Algunos dicen que el primer error de los aragoneses fue sostener al Justicia Lanuza contra el rey Felipe II, pues aquello vino de los tejemanejes de Antonio Pérez y sus amigos, sin que al súbdito corriente y moliente le fuese ni le viniese. Otros ponen el jalón gafe en la Guerra de Sucesión, cuando apoyamos al Habsburgo austriaco contra el Borbón francés, y aquel fue derrotado por este. En lo que hay bastante consenso es en abominar de la heroica reacción de nuestros tatarabuelos zaragozanos, que se empeñaron (animados por la Santa Madre Iglesia, que siempre estuvo ahí) en dejar que la capital fuera destruida con tal de sostener los derechos del felón Fernando VII frente a los franceses, su revolución y su enciclopedia... Sea como fuere, en algún momento lejano empezamos a oír cantos de sirena, a dejarnos arrastrar por absurdos entusiasmos y a meternos donde no nos llamaban.
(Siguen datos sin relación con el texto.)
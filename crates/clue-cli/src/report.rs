use std::fs;
use std::path::Path;

use clue_core::game::GameSnapshot;
use thiserror::Error;

use crate::replay::ReplaySummary;

#[derive(Debug, Error)]
pub enum ReportError {
    #[error("{context}: {source}")]
    Io {
        context: &'static str,
        #[source]
        source: std::io::Error,
    },
    #[error("failed to serialize snapshot: {0}")]
    Serialize(#[from] serde_json::Error),
}

/// Plain-text report: envelope table, player summaries and the solution state.
pub fn render_text(summary: &ReplaySummary) -> String {
    let snapshot = &summary.snapshot;
    let mut out = String::new();
    out.push_str(&format!("# Case file '{}'\n\n", summary.run_id));
    out.push_str(&format!(
        "Suggestions applied: {} (rejected: {})\n\n",
        summary.applied,
        summary.rejected.len()
    ));

    out.push_str("| Category | Card | Envelope % |\n");
    out.push_str("|----------|------|------------|\n");
    for category in &snapshot.envelope {
        for entry in &category.cards {
            out.push_str(&format!(
                "| {category} | {card} | {prob:.1}% |\n",
                category = category.category,
                card = entry.card,
                prob = entry.probability * 100.0,
            ));
        }
    }
    out.push('\n');

    out.push_str("| Player | Hand | Known | Ruled out | Entropy |\n");
    out.push_str("|--------|------|-------|-----------|---------|\n");
    for (index, player) in snapshot.players.iter().enumerate() {
        let entropy = snapshot
            .metrics
            .entropy_per_player
            .get(index)
            .copied()
            .unwrap_or_default();
        let known = if player.known_has.is_empty() {
            "-".to_string()
        } else {
            player.known_has.join(", ")
        };
        out.push_str(&format!(
            "| {name} | {hand} | {known} | {excluded} | {entropy:.3} |\n",
            name = player.name,
            hand = player.hand_size,
            excluded = player.known_not_has.len(),
        ));
    }
    out.push('\n');

    out.push_str(&solution_line(snapshot));
    out.push('\n');
    out.push_str(&format!(
        "Envelope entropy: {:.3} nats\n",
        snapshot.metrics.envelope_entropy()
    ));

    for rejected in &summary.rejected {
        out.push_str(&format!("Rejected: {rejected}\n"));
    }
    out
}

fn solution_line(snapshot: &GameSnapshot) -> String {
    match &snapshot.solution {
        Some(solution) => format!(
            "Solution{}: {}, {}, {}",
            if snapshot.solved { "" } else { " (hands still open)" },
            solution.suspect,
            solution.weapon,
            solution.room
        ),
        None => {
            let leaders: Vec<String> = snapshot
                .envelope
                .iter()
                .filter_map(|category| {
                    category
                        .cards
                        .iter()
                        .max_by(|a, b| a.probability.total_cmp(&b.probability))
                        .map(|entry| format!("{} ({:.1}%)", entry.card, entry.probability * 100.0))
                })
                .collect();
            format!("Unsolved; most likely: {}", leaders.join(", "))
        }
    }
}

pub fn write_snapshot(snapshot: &GameSnapshot, path: impl AsRef<Path>) -> Result<(), ReportError> {
    let path = path.as_ref();
    if let Some(parent) = path.parent() {
        if !parent.as_os_str().is_empty() {
            fs::create_dir_all(parent).map_err(|source| ReportError::Io {
                context: "creating snapshot directory",
                source,
            })?;
        }
    }
    let json = snapshot.to_json()?;
    fs::write(path, json).map_err(|source| ReportError::Io {
        context: "writing snapshot",
        source,
    })
}

#[cfg(test)]
mod tests {
    use super::*;
    use crate::config::GameScript;
    use crate::replay::ReplayRunner;
    use tempfile::tempdir;

    const SCRIPT: &str = r#"
run_id: "report_unit"
game:
  players:
    - name: "You"
    - name: "Rival"
  my_hand: ["Mustard", "White", "Green", "Candlestick", "Dagger", "Kitchen", "Ballroom", "Conservatory", "Dining Room"]
suggestions:
  - suggester: "You"
    cards: ["Scarlett", "Pipe", "Study"]
    responses:
      - player: "Rival"
        result: could_not_refute
"#;

    fn summary(yaml: &str) -> ReplaySummary {
        let mut script: GameScript = serde_yaml::from_str(yaml).expect("parse");
        script.validate().expect("valid");
        ReplayRunner::new(script)
            .expect("runner")
            .run(false)
            .expect("replay")
    }

    #[test]
    fn solved_game_reports_the_solution() {
        let text = render_text(&summary(SCRIPT));
        assert!(text.contains("# Case file 'report_unit'"));
        assert!(text.contains("Solution: Miss Scarlett, Lead Pipe, Study"), "{text}");
        assert!(text.contains("| suspect | Miss Scarlett | 100.0% |"), "{text}");
    }

    #[test]
    fn unsolved_game_reports_leaders() {
        let yaml = SCRIPT.replace("result: could_not_refute", "result: refuted");
        let text = render_text(&summary(&yaml));
        assert!(text.contains("Unsolved; most likely:"), "{text}");
    }

    #[test]
    fn snapshot_is_written_as_json() {
        let dir = tempdir().expect("temp dir");
        let path = dir.path().join("nested").join("snapshot.json");
        let summary = summary(SCRIPT);
        write_snapshot(&summary.snapshot, &path).expect("write");
        let written = fs::read_to_string(&path).expect("read back");
        let restored = GameSnapshot::from_json(&written).expect("decode");
        assert!(restored.solved);
        assert_eq!(restored.known_cards.len(), 21);
    }
}
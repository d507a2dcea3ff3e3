use clue_core::belief::Location;
use clue_core::error::{ClueError, Conflict};
use clue_core::game::{ClueGameManager, Outcome, SuggestionEvent};
use clue_core::model::card::Card;
use clue_core::model::category::Category;
use clue_core::model::player::PlayerId;
use clue_core::model::universe::CardUniverse;
use std::collections::BTreeMap;

const YOU: PlayerId = PlayerId(0);
const ALICE: PlayerId = PlayerId(1);
const BOB: PlayerId = PlayerId(2);

fn card(name: &str) -> Card {
    CardUniverse::standard()
        .card(name)
        .unwrap_or_else(|| panic!("unknown card {name}"))
}

fn cards(names: [&str; 3]) -> [Card; 3] {
    names.map(card)
}

fn three_player_game(my_hand: &[&str]) -> ClueGameManager {
    let players = vec!["You".to_string(), "Alice".to_string(), "Bob".to_string()];
    let sizes: BTreeMap<String, usize> = players.iter().map(|name| (name.clone(), 6)).collect();
    let hand = my_hand.iter().map(|name| card(name)).collect();
    ClueGameManager::new_game(players, sizes, hand).unwrap()
}

fn assert_consistent(game: &ClueGameManager) {
    for distribution in game.envelope_distribution() {
        assert!(
            (distribution.sum() - 1.0).abs() < 1e-9,
            "{} sums to {}",
            distribution.category,
            distribution.sum()
        );
    }
    for card in game.universe().cards() {
        let total = game.total_mass(card);
        assert!((total - 1.0).abs() < 1e-9, "{card} has total mass {total}");
    }
}

#[test]
fn nobody_refuting_pins_the_envelope() {
    let mut game = three_player_game(&[]);
    let suggested = cards(["Scarlett", "Pipe", "Study"]);
    let event = SuggestionEvent::new(YOU, suggested)
        .passed(ALICE)
        .passed(BOB);
    game.record_suggestion(event).unwrap();

    for category in Category::ALL {
        for (card, prob) in game.category_distribution(category).iter() {
            let expected = if suggested.contains(card) { 1.0 } else { 0.0 };
            assert_eq!(*prob, expected, "{card}");
        }
    }
    for card in suggested {
        assert_eq!(game.known_cards().location(card), Some(Location::Envelope));
        assert_eq!(game.player_probability(ALICE, card).unwrap(), 0.0);
    }
    assert_eq!(
        game.suggestions()[0].outcome,
        Outcome::NoRefutation
    );
    assert!(game.envelope_solution().is_some());
    assert_consistent(&game);
}

#[test]
fn unseen_refutation_discounts_suggested_cards() {
    let mut game = three_player_game(&[]);
    let event = SuggestionEvent::new(YOU, cards(["Scarlett", "Pipe", "Study"])).refuted(ALICE, None);
    let snapshot = game.record_suggestion(event).unwrap();

    let scarlett = game.envelope_probability(card("Scarlett"));
    assert!((scarlett - 0.1374).abs() < 1e-3, "scarlett = {scarlett}");
    for other in ["Mustard", "White", "Green", "Peacock", "Plum"] {
        let prob = game.envelope_probability(card(other));
        assert!((prob - 0.1725).abs() < 1e-3, "{other} = {prob}");
    }
    assert_eq!(
        snapshot.envelope_probability("Miss Scarlett"),
        Some(scarlett)
    );
    assert!(
        game.player_probability(ALICE, card("Scarlett")).unwrap()
            > game.player_probability(BOB, card("Scarlett")).unwrap()
    );
    assert_consistent(&game);
}

#[test]
fn frequent_refuter_never_outgrows_their_hand() {
    let mut game = three_player_game(&[]);
    let universe = CardUniverse::standard();
    let suspects: Vec<Card> = universe.cards_in(Category::Suspect).collect();
    let weapons: Vec<Card> = universe.cards_in(Category::Weapon).collect();
    let rooms: Vec<Card> = universe.cards_in(Category::Room).collect();
    for round in 0..36 {
        let suggested = [suspects[round % 6], weapons[round % 4], rooms[round % 5]];
        let event = SuggestionEvent::new(YOU, suggested).refuted(ALICE, None);
        game.record_suggestion(event).unwrap();
    }

    for player in [YOU, ALICE, BOB] {
        let belief = game.player_belief(player).unwrap();
        let expected = belief.expected_cards();
        assert!(expected <= 6.0 + 1e-6, "{player} expects {expected} cards");
    }
    let alice = game.most_likely_cards(ALICE, 6).unwrap();
    assert_eq!(alice.len(), 6);
    assert!(alice.iter().all(|(card, _)| {
        game.refutation_count(ALICE, *card) > 0
    }));
    assert!(game.high_probability_cards(ALICE, 0.99).unwrap().is_empty());
    assert_consistent(&game);
}

#[test]
fn contradiction_leaves_previous_state_intact() {
    let mut game = three_player_game(&[]);
    let first = SuggestionEvent::new(YOU, cards(["Scarlett", "Pipe", "Study"]))
        .passed(ALICE)
        .passed(BOB);
    game.record_suggestion(first).unwrap();
    let before = game.snapshot();

    let second = SuggestionEvent::new(YOU, cards(["Scarlett", "Rope", "Hall"]))
        .refuted(ALICE, Some(card("Scarlett")));
    let err = game.record_suggestion(second).unwrap_err();
    assert!(matches!(
        err,
        ClueError::ConstraintViolation {
            conflict: Conflict::TwoLocations { .. }
        }
    ));
    let message = err.describe(game.universe(), game.roster());
    assert!(message.contains("Miss Scarlett"), "{message}");

    assert_eq!(game.snapshot(), before);
    assert_eq!(game.suggestions().len(), 1);
    assert_eq!(game.envelope_probability(card("Scarlett")), 1.0);
}

#[test]
fn malformed_event_is_rejected_before_any_update() {
    let mut game = three_player_game(&[]);
    let before = game.snapshot();
    let event = SuggestionEvent::new(ALICE, cards(["Scarlett", "Pipe", "Study"]))
        .passed(BOB)
        .passed(BOB);
    let err = game.record_suggestion(event).unwrap_err();
    assert!(matches!(err, ClueError::InvalidEvent { .. }), "{err}");
    assert_eq!(game.snapshot(), before);
}

#[test]
fn repeating_known_facts_changes_nothing() {
    let mut game = three_player_game(&[]);
    let suggested = cards(["Plum", "Rope", "Hall"]);
    let event = SuggestionEvent::new(YOU, suggested)
        .passed(ALICE)
        .refuted(BOB, Some(card("Hall")));
    game.record_suggestion(event.clone()).unwrap();
    let envelope = game.envelope_distribution();
    let alice = game.player_belief(ALICE).unwrap();

    game.record_suggestion(event).unwrap();
    assert_eq!(game.envelope_distribution(), envelope);
    assert_eq!(game.player_belief(ALICE).unwrap(), alice);
    assert_eq!(game.suggestions().len(), 2);
}

#[test]
fn local_hand_is_located_immediately() {
    let game = three_player_game(&["Plum", "Rope", "Hall"]);
    for name in ["Plum", "Rope", "Hall"] {
        let card = card(name);
        assert_eq!(game.envelope_probability(card), 0.0);
        assert_eq!(game.player_probability(YOU, card).unwrap(), 1.0);
        assert_eq!(game.player_probability(ALICE, card).unwrap(), 0.0);
        assert_eq!(game.player_probability(BOB, card).unwrap(), 0.0);
        assert_eq!(game.known_cards().location(card), Some(Location::Player(YOU)));
    }
    let belief = game.player_belief(BOB).unwrap();
    assert!(belief.known_not_has.contains(&card("Plum")));
    assert_consistent(&game);
}

#[test]
fn full_local_hand_rules_out_everything_else() {
    let game = three_player_game(&["Plum", "Rope", "Hall", "Green", "Dagger", "Kitchen"]);
    let belief = game.player_belief(YOU).unwrap();
    assert_eq!(belief.known_has.len(), 6);
    assert_eq!(belief.known_not_has.len(), 15);
    assert!((belief.expected_cards() - 6.0).abs() < 1e-9);
    assert_consistent(&game);
}

#[test]
fn seen_card_moves_into_the_refuters_hand() {
    let mut game = three_player_game(&[]);
    let event = SuggestionEvent::new(YOU, cards(["Green", "Wrench", "Lounge"]))
        .refuted(ALICE, Some(card("Wrench")));
    game.record_suggestion(event).unwrap();
    assert_eq!(game.player_probability(ALICE, card("Wrench")).unwrap(), 1.0);
    assert_eq!(game.envelope_probability(card("Wrench")), 0.0);
    assert_eq!(
        game.known_cards().location(card("Wrench")),
        Some(Location::Player(ALICE))
    );
    assert_consistent(&game);
}

#[test]
fn refutation_clause_resolves_once_two_cards_are_excluded() {
    let mut game = three_player_game(&[]);
    let suggested = cards(["Peacock", "Candlestick", "Library"]);
    let ambiguous = SuggestionEvent::new(BOB, suggested)
        .passed(YOU)
        .refuted(ALICE, None);
    game.record_suggestion(ambiguous).unwrap();
    assert_eq!(game.refutation_clauses(ALICE), vec![suggested]);
    assert_eq!(game.refutation_count(ALICE, card("Library")), 1);

    let pass = SuggestionEvent::new(YOU, cards(["Peacock", "Rope", "Hall"]))
        .passed(ALICE)
        .refuted(BOB, None);
    game.record_suggestion(pass).unwrap();
    assert!(!game.known_cards().contains(card("Library")));

    let pass = SuggestionEvent::new(YOU, cards(["Mustard", "Candlestick", "Kitchen"]))
        .passed(ALICE)
        .refuted(BOB, None);
    game.record_suggestion(pass).unwrap();
    assert_eq!(
        game.known_cards().location(card("Library")),
        Some(Location::Player(ALICE))
    );
    assert_eq!(game.envelope_probability(card("Library")), 0.0);
    assert_consistent(&game);
}

#[test]
fn two_player_game_solves_after_one_unrefuted_suggestion() {
    let players = vec!["You".to_string(), "Rival".to_string()];
    let sizes: BTreeMap<String, usize> = players.iter().map(|name| (name.clone(), 9)).collect();
    let hand = [
        "Mustard",
        "White",
        "Green",
        "Candlestick",
        "Dagger",
        "Kitchen",
        "Ballroom",
        "Conservatory",
        "Dining Room",
    ]
    .iter()
    .map(|name| card(name))
    .collect();
    let mut game = ClueGameManager::new_game(players, sizes, hand).unwrap();
    assert!(!game.is_solved());

    let event = SuggestionEvent::new(YOU, cards(["Scarlett", "Pipe", "Study"])).passed(PlayerId(1));
    let snapshot = game.record_suggestion(event).unwrap();

    assert!(game.is_solved());
    assert!(snapshot.solved);
    let solution = game.solution().unwrap();
    assert_eq!(solution.cards(), cards(["Scarlett", "Pipe", "Study"]));
    assert_eq!(game.known_cards().len(), 21);
    assert_eq!(
        game.player_belief(PlayerId(1)).unwrap().known_has.len(),
        9
    );
    assert!(game.is_solution_confident(0.99));
    assert!(!game.is_solution_confident(1.0));
    assert!(game.metrics().envelope_entropy().abs() < 1e-12);
}
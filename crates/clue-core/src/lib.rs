#![deny(warnings)]
pub mod belief;
pub mod error;
pub mod game;
pub mod model;

pub use error::{ClueError, Conflict};

pub struct AppInfo;

impl AppInfo {
    pub const fn name() -> &'static str {
        "clue-solver"
    }

    pub const fn codename() -> &'static str {
        "Case File"
    }

    pub const fn version() -> &'static str {
        env!("CARGO_PKG_VERSION")
    }
}
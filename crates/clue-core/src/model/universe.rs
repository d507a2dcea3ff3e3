use crate::error::ClueError;
use crate::model::card::Card;
use crate::model::category::Category;
use std::collections::HashSet;

pub const STANDARD_SUSPECTS: [&str; 6] = [
    "Miss Scarlett",
    "Colonel Mustard",
    "Mrs. White",
    "Reverend Green",
    "Mrs. Peacock",
    "Professor Plum",
];

pub const STANDARD_WEAPONS: [&str; 6] = [
    "Candlestick",
    "Dagger",
    "Lead Pipe",
    "Revolver",
    "Rope",
    "Wrench",
];

pub const STANDARD_ROOMS: [&str; 9] = [
    "Kitchen",
    "Ballroom",
    "Conservatory",
    "Dining Room",
    "Billiard Room",
    "Library",
    "Lounge",
    "Hall",
    "Study",
];

/// Immutable enumeration of every card in play, grouped by category.
///
/// Cards are addressed densely (`id`) in category order: all suspects, then
/// weapons, then rooms. Belief tables index by this id.
#[derive(Debug, Clone, PartialEq, Eq)]
pub struct CardUniverse {
    names: [Vec<String>; 3],
    offsets: [usize; 3],
}

impl CardUniverse {
    /// The classic 6 suspect, 6 weapon, 9 room deck.
    pub fn standard() -> Self {
        let to_owned = |names: &[&str]| names.iter().map(|name| name.to_string()).collect();
        Self::from_validated([
            to_owned(&STANDARD_SUSPECTS),
            to_owned(&STANDARD_WEAPONS),
            to_owned(&STANDARD_ROOMS),
        ])
    }

    /// Builds a variant deck. Every category needs at least one card and names
    /// must be unique across the whole deck.
    pub fn with_names(
        suspects: Vec<String>,
        weapons: Vec<String>,
        rooms: Vec<String>,
    ) -> Result<Self, ClueError> {
        let names = [suspects, weapons, rooms];
        let mut seen = HashSet::new();
        for category in Category::ALL {
            let members = &names[category.index()];
            if members.is_empty() {
                return Err(ClueError::InvalidSetup {
                    message: format!("category '{category}' has no cards"),
                });
            }
            if members.len() > u8::MAX as usize {
                return Err(ClueError::InvalidSetup {
                    message: format!("category '{category}' has too many cards"),
                });
            }
            for name in members {
                let key = name.trim().to_ascii_lowercase();
                if key.is_empty() {
                    return Err(ClueError::InvalidSetup {
                        message: format!("category '{category}' contains a blank card name"),
                    });
                }
                if !seen.insert(key) {
                    return Err(ClueError::InvalidSetup {
                        message: format!("card name '{name}' appears more than once"),
                    });
                }
            }
        }
        Ok(Self::from_validated(names))
    }

    fn from_validated(names: [Vec<String>; 3]) -> Self {
        let suspects = names[Category::Suspect.index()].len();
        let weapons = names[Category::Weapon.index()].len();
        Self {
            names,
            offsets: [0, suspects, suspects + weapons],
        }
    }

    /// Total number of cards in the deck.
    pub fn len(&self) -> usize {
        self.names.iter().map(Vec::len).sum()
    }

    pub fn is_empty(&self) -> bool {
        self.len() == 0
    }

    pub fn category_len(&self, category: Category) -> usize {
        self.names[category.index()].len()
    }

    pub fn contains(&self, card: Card) -> bool {
        (card.index as usize) < self.category_len(card.category)
    }

    /// Dense index of `card`, valid only for cards this universe contains.
    pub fn id(&self, card: Card) -> usize {
        self.offsets[card.category.index()] + card.index as usize
    }

    /// Inverse of [`CardUniverse::id`].
    pub fn card_at(&self, id: usize) -> Option<Card> {
        Category::ALL.iter().rev().find_map(|&category| {
            let offset = self.offsets[category.index()];
            let local = id.checked_sub(offset)?;
            (local < self.category_len(category)).then(|| Card::new(category, local as u8))
        })
    }

    pub fn cards_in(&self, category: Category) -> impl Iterator<Item = Card> + '_ {
        (0..self.category_len(category)).map(move |index| Card::new(category, index as u8))
    }

    pub fn cards(&self) -> impl Iterator<Item = Card> + '_ {
        Category::ALL
            .into_iter()
            .flat_map(move |category| self.cards_in(category))
    }

    pub fn name(&self, card: Card) -> &str {
        self.names[card.category.index()]
            .get(card.index as usize)
            .map(String::as_str)
            .unwrap_or("?")
    }

    /// Resolves a card by name, case-insensitively.
    ///
    /// A single word of a multi-word name is accepted when it identifies one
    /// card only ("Scarlett", "Pipe"); ambiguous words ("Mrs.") resolve to `None`.
    pub fn card(&self, name: &str) -> Option<Card> {
        let wanted = name.trim();
        if wanted.is_empty() {
            return None;
        }
        if let Some(card) = self
            .cards()
            .find(|card| self.name(*card).eq_ignore_ascii_case(wanted))
        {
            return Some(card);
        }

        let mut partial = self.cards().filter(|card| {
            self.name(*card)
                .split_whitespace()
                .any(|word| word.eq_ignore_ascii_case(wanted))
        });
        let first = partial.next()?;
        match partial.next() {
            Some(_) => None,
            None => Some(first),
        }
    }

    /// Like [`CardUniverse::card`] but reports unknown names as an error.
    pub fn require(&self, name: &str) -> Result<Card, ClueError> {
        self.card(name).ok_or_else(|| ClueError::UnknownCard {
            name: name.to_string(),
        })
    }
}

impl Default for CardUniverse {
    fn default() -> Self {
        Self::standard()
    }
}

#[cfg(test)]
mod tests {
    use super::*;

    #[test]
    fn standard_deck_has_twenty_one_cards() {
        let universe = CardUniverse::standard();
        assert_eq!(universe.len(), 21);
        assert_eq!(universe.category_len(Category::Suspect), 6);
        assert_eq!(universe.category_len(Category::Weapon), 6);
        assert_eq!(universe.category_len(Category::Room), 9);
    }

    #[test]
    fn ids_roundtrip_through_card_at() {
        let universe = CardUniverse::standard();
        for (expected, card) in universe.cards().enumerate() {
            assert_eq!(universe.id(card), expected);
            assert_eq!(universe.card_at(expected), Some(card));
        }
        assert_eq!(universe.card_at(21), None);
    }

    #[test]
    fn lookup_accepts_unique_words() {
        let universe = CardUniverse::standard();
        let scarlett = universe.card("scarlett").unwrap();
        assert_eq!(universe.name(scarlett), "Miss Scarlett");
        assert_eq!(universe.card("Pipe"), universe.card("Lead Pipe"));
        assert!(universe.card("Room").is_none(), "Room is ambiguous");
        assert!(universe.card("Mrs.").is_none());
        assert!(universe.card("Spoon").is_none());
    }

    #[test]
    fn rejects_duplicate_names_across_categories() {
        let err = CardUniverse::with_names(
            vec!["Hall".into()],
            vec!["Rope".into()],
            vec!["hall".into()],
        )
        .unwrap_err();
        assert!(matches!(err, ClueError::InvalidSetup { .. }));
    }

    #[test]
    fn rejects_empty_category() {
        let err =
            CardUniverse::with_names(vec!["A".into()], Vec::new(), vec!["B".into()]).unwrap_err();
        assert!(matches!(err, ClueError::InvalidSetup { .. }));
    }

    #[test]
    fn variant_deck_offsets_follow_category_sizes() {
        let universe = CardUniverse::with_names(
            vec!["A".into(), "B".into()],
            vec!["C".into()],
            vec!["D".into(), "E".into(), "F".into()],
        )
        .unwrap();
        assert_eq!(universe.len(), 6);
        let room = universe.card("E").unwrap();
        assert_eq!(room, Card::new(Category::Room, 1));
        assert_eq!(universe.id(room), 4);
        assert!(!universe.contains(Card::new(Category::Weapon, 1)));
    }
}
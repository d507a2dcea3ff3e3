use crate::model::category::Category;
use core::fmt;
use serde::{Deserialize, Serialize};

/// A card identified by its category and its position within that category.
///
/// Names live in the [`CardUniverse`](crate::model::universe::CardUniverse) the
/// card was taken from; two universes with the same category sizes share card
/// identities.
#[derive(
    Debug, Clone, Copy, PartialEq, Eq, PartialOrd, Ord, Hash, Serialize, Deserialize,
)]
pub struct Card {
    pub category: Category,
    pub index: u8,
}

impl Card {
    pub const fn new(category: Category, index: u8) -> Self {
        Self { category, index }
    }

    pub const fn is_suspect(self) -> bool {
        matches!(self.category, Category::Suspect)
    }

    pub const fn is_weapon(self) -> bool {
        matches!(self.category, Category::Weapon)
    }

    pub const fn is_room(self) -> bool {
        matches!(self.category, Category::Room)
    }
}

impl fmt::Display for Card {
    fn fmt(&self, f: &mut fmt::Formatter<'_>) -> fmt::Result {
        write!(f, "{}#{}", self.category, self.index)
    }
}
Ha presentado mi colega Ramón J. Campo una nueva edición de su libro sobre el Canfranc, los nazis, el oro y aquellas aventuras de posguerra en la estación hoy abandonada. El prólogo es de Forges, quien el otro día se hacia lenguas sobre la atmósfera mágica de la susodicha estación. "Seguro --le dije--, porque tan maravilloso edificio pertenece al realismo mágico, no al realismo real". Cuando decenas de miles de personas llenaban Independencia a principios del siglo XX reclamando la apertura de la línea férrea transpirenaica, reivindicaban un logro inútil. Aquel complicado trayecto de alta montaña nunca serviría para gran cosa... Salvo para dejarnos un misterio indescifrable. Otro.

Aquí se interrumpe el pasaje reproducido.